PROBLEM STATEMENT: Even if a line seems odd, print it as it is, and include every record.

########################################

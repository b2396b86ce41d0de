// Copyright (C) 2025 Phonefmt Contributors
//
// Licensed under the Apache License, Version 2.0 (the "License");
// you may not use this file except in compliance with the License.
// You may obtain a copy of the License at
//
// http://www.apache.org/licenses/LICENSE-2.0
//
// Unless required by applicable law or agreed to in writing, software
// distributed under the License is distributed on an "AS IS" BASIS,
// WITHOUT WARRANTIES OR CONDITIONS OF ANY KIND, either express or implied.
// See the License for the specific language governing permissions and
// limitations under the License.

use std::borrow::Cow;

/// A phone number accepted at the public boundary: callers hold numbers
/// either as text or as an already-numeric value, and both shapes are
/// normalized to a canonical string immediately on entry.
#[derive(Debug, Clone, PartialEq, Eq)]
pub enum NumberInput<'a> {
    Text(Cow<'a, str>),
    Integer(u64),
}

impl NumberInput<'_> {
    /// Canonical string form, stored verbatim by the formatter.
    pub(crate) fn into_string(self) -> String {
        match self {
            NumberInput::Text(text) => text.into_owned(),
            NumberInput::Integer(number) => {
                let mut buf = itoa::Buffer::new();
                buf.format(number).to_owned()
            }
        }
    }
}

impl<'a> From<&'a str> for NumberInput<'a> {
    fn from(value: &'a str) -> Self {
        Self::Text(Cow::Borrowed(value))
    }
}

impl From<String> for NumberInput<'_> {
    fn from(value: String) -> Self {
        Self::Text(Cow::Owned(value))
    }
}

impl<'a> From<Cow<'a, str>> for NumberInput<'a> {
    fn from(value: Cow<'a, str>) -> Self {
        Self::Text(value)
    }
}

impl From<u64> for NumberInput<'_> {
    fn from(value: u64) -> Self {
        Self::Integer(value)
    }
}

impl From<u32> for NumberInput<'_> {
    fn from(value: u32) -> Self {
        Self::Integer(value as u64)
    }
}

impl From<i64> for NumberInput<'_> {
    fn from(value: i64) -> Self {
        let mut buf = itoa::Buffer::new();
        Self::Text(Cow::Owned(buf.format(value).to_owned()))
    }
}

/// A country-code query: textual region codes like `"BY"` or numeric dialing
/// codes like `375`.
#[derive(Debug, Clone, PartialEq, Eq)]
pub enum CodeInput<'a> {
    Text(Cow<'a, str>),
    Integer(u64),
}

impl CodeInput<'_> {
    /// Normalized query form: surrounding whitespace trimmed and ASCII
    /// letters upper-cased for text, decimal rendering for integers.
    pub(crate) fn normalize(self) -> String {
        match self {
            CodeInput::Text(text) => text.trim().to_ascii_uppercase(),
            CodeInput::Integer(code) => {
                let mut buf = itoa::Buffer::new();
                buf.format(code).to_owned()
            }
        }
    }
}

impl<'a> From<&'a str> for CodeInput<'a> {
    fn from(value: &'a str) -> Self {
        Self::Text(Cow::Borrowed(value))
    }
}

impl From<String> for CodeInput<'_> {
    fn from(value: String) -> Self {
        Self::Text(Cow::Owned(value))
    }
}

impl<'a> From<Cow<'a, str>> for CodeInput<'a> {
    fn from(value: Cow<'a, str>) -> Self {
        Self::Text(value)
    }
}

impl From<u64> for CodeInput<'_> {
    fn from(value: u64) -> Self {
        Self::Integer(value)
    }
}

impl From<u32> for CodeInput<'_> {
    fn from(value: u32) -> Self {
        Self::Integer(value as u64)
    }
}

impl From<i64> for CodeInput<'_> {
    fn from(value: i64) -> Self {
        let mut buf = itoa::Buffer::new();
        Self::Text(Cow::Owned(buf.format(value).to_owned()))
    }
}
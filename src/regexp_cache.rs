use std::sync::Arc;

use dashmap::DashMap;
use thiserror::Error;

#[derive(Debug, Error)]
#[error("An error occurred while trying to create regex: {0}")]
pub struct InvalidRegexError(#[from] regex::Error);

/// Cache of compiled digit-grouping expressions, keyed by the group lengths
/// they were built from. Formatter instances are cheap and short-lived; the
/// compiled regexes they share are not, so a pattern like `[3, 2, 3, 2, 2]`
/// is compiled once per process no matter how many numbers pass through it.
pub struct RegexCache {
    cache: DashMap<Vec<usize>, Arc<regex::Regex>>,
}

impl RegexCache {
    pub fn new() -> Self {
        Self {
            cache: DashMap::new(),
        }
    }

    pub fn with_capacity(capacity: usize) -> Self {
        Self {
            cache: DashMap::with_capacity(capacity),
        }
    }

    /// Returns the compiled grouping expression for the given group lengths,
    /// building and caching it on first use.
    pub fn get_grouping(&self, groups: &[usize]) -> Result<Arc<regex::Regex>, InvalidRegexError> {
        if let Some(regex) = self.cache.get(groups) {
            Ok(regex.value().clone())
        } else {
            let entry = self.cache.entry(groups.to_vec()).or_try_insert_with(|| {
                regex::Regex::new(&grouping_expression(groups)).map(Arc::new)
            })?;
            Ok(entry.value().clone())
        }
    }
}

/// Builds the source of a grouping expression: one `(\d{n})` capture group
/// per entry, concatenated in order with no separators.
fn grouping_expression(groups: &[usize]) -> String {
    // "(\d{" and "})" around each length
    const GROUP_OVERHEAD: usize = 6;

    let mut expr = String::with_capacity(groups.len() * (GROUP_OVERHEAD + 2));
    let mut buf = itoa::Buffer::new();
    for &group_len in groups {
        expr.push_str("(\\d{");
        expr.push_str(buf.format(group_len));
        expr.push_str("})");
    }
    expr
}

########################################

OUTPUT FOR THIS TASK:
repository b2396b86ce41d0de
// Copyright (C) 2025 Phonefmt Contributors
//
// Licensed under the Apache License, Version 2.0 (the "License");
// you may not use this file except in compliance with the License.
// You may obtain a copy of the License at
//
// http://www.apache.org/licenses/LICENSE-2.0
//
// Unless required by applicable law or agreed to in writing, software
// distributed under the License is distributed on an "AS IS" BASIS,
// WITHOUT WARRANTIES OR CONDITIONS OF ANY KIND, either express or implied.
// See the License for the specific language governing permissions and
// limitations under the License.

use std::borrow::Cow;

/// A phone number accepted at the public boundary: callers hold numbers
/// either as text or as an already-numeric value, and both shapes are
/// normalized to a canonical string immediately on entry.
#[derive(Debug, Clone, PartialEq, Eq)]
pub enum NumberInput<'a> {
    Text(Cow<'a, str>),
    Integer(u64),
}

impl NumberInput<'_> {
    /// Canonical string form, stored verbatim by the formatter.
    pub(crate) fn into_string(self) -> String {
        match self {
            NumberInput::Text(text) => text.into_owned(),
            NumberInput::Integer(number) => {
                let mut buf = itoa::Buffer::new();
                buf.format(number).to_owned()
            }
        }
    }
}

impl<'a> From<&'a str> for NumberInput<'a> {
    fn from(value: &'a str) -> Self {
        Self::Text(Cow::Borrowed(value))
    }
}

impl From<String> for NumberInput<'_> {
    fn from(value: String) -> Self {
        Self::Text(Cow::Owned(value))
    }
}

impl<'a> From<Cow<'a, str>> for NumberInput<'a> {
    fn from(value: Cow<'a, str>) -> Self {
        Self::Text(value)
    }
}

impl From<u64> for NumberInput<'_> {
    fn from(value: u64) -> Self {
        Self::Integer(value)
    }
}

impl From<u32> for NumberInput<'_> {
    fn from(value: u32) -> Self {
        Self::Integer(value as u64)
    }
}

impl From<i64> for NumberInput<'_> {
    fn from(value: i64) -> Self {
        let mut buf = itoa::Buffer::new();
        Self::Text(Cow::Owned(buf.format(value).to_owned()))
    }
}

/// A country-code query: textual region codes like `"BY"` or numeric dialing
/// codes like `375`.
#[derive(Debug, Clone, PartialEq, Eq)]
pub enum CodeInput<'a> {
    Text(Cow<'a, str>),
    Integer(u64),
}

impl CodeInput<'_> {
    /// Normalized query form: surrounding whitespace trimmed and ASCII
    /// letters upper-cased for text, decimal rendering for integers.
    pub(crate) fn normalize(self) -> String {
        match self {
            CodeInput::Text(text) => text.trim().to_ascii_uppercase(),
            CodeInput::Integer(code) => {
                let mut buf = itoa::Buffer::new();
                buf.format(code).to_owned()
            }
        }
    }
}

impl<'a> From<&'a str> for CodeInput<'a> {
    fn from(value: &'a str) -> Self {
        Self::Text(Cow::Borrowed(value))
    }
}

impl From<String> for CodeInput<'_> {
    fn from(value: String) -> Self {
        Self::Text(Cow::Owned(value))
    }
}

impl<'a> From<Cow<'a, str>> for CodeInput<'a> {
    fn from(value: Cow<'a, str>) -> Self {
        Self::Text(value)
    }
}

impl From<u64> for CodeInput<'_> {
    fn from(value: u64) -> Self {
        Self::Integer(value)
    }
}

impl From<u32> for CodeInput<'_> {
    fn from(value: u32) -> Self {
        Self::Integer(value as u64)
    }
}

impl From<i64> for CodeInput<'_> {
    fn from(value: i64) -> Self {
        let mut buf = itoa::Buffer::new();
        Self::Text(Cow::Owned(buf.format(value).to_owned()))
    }
}
filename src/regexp_cache.rs
use std::sync::Arc;

use dashmap::DashMap;
use thiserror::Error;

#[derive(Debug, Error)]
#[error("An error occurred while trying to create regex: {0}")]
pub struct InvalidRegexError(#[from] regex::Error);

/// Cache of compiled digit-grouping expressions, keyed by the group lengths
/// they were built from. Formatter instances are cheap and short-lived; the
/// compiled regexes they share are not, so a pattern like `[3, 2, 3, 2, 2]`
/// is compiled once per process no matter how many numbers pass through it.
pub struct RegexCache {
    cache: DashMap<Vec<usize>, Arc<regex::Regex>>,
}

impl RegexCache {
    pub fn new() -> Self {
        Self {
            cache: DashMap::new(),
        }
    }

    pub fn with_capacity(capacity: usize) -> Self {
        Self {
            cache: DashMap::with_capacity(capacity),
        }
    }

    /// Returns the compiled grouping expression for the given group lengths,
    /// building and caching it on first use.
    pub fn get_grouping(&self, groups: &[usize]) -> Result<Arc<regex::Regex>, InvalidRegexError> {
        if let Some(regex) = self.cache.get(groups) {
            Ok(regex.value().clone())
        } else {
            let entry = self.cache.entry(groups.to_vec()).or_try_insert_with(|| {
                regex::Regex::new(&grouping_expression(groups)).map(Arc::new)
            })?;
            Ok(entry.value().clone())
        }
    }
}

/// Builds the source of a grouping expression: one `(\d{n})` capture group
/// per entry, concatenated in order with no separators.
fn grouping_expression(groups: &[usize]) -> String {
    // "(\d{" and "})" around each length
    const GROUP_OVERHEAD: usize = 6;

    let mut expr = String::with_capacity(groups.len() * (GROUP_OVERHEAD + 2));
    let mut buf = itoa::Buffer::new();
    for &group_len in groups {
        expr.push_str("(\\d{");
        expr.push_str(buf.format(group_len));
        expr.push_str("})");
    }
    expr
}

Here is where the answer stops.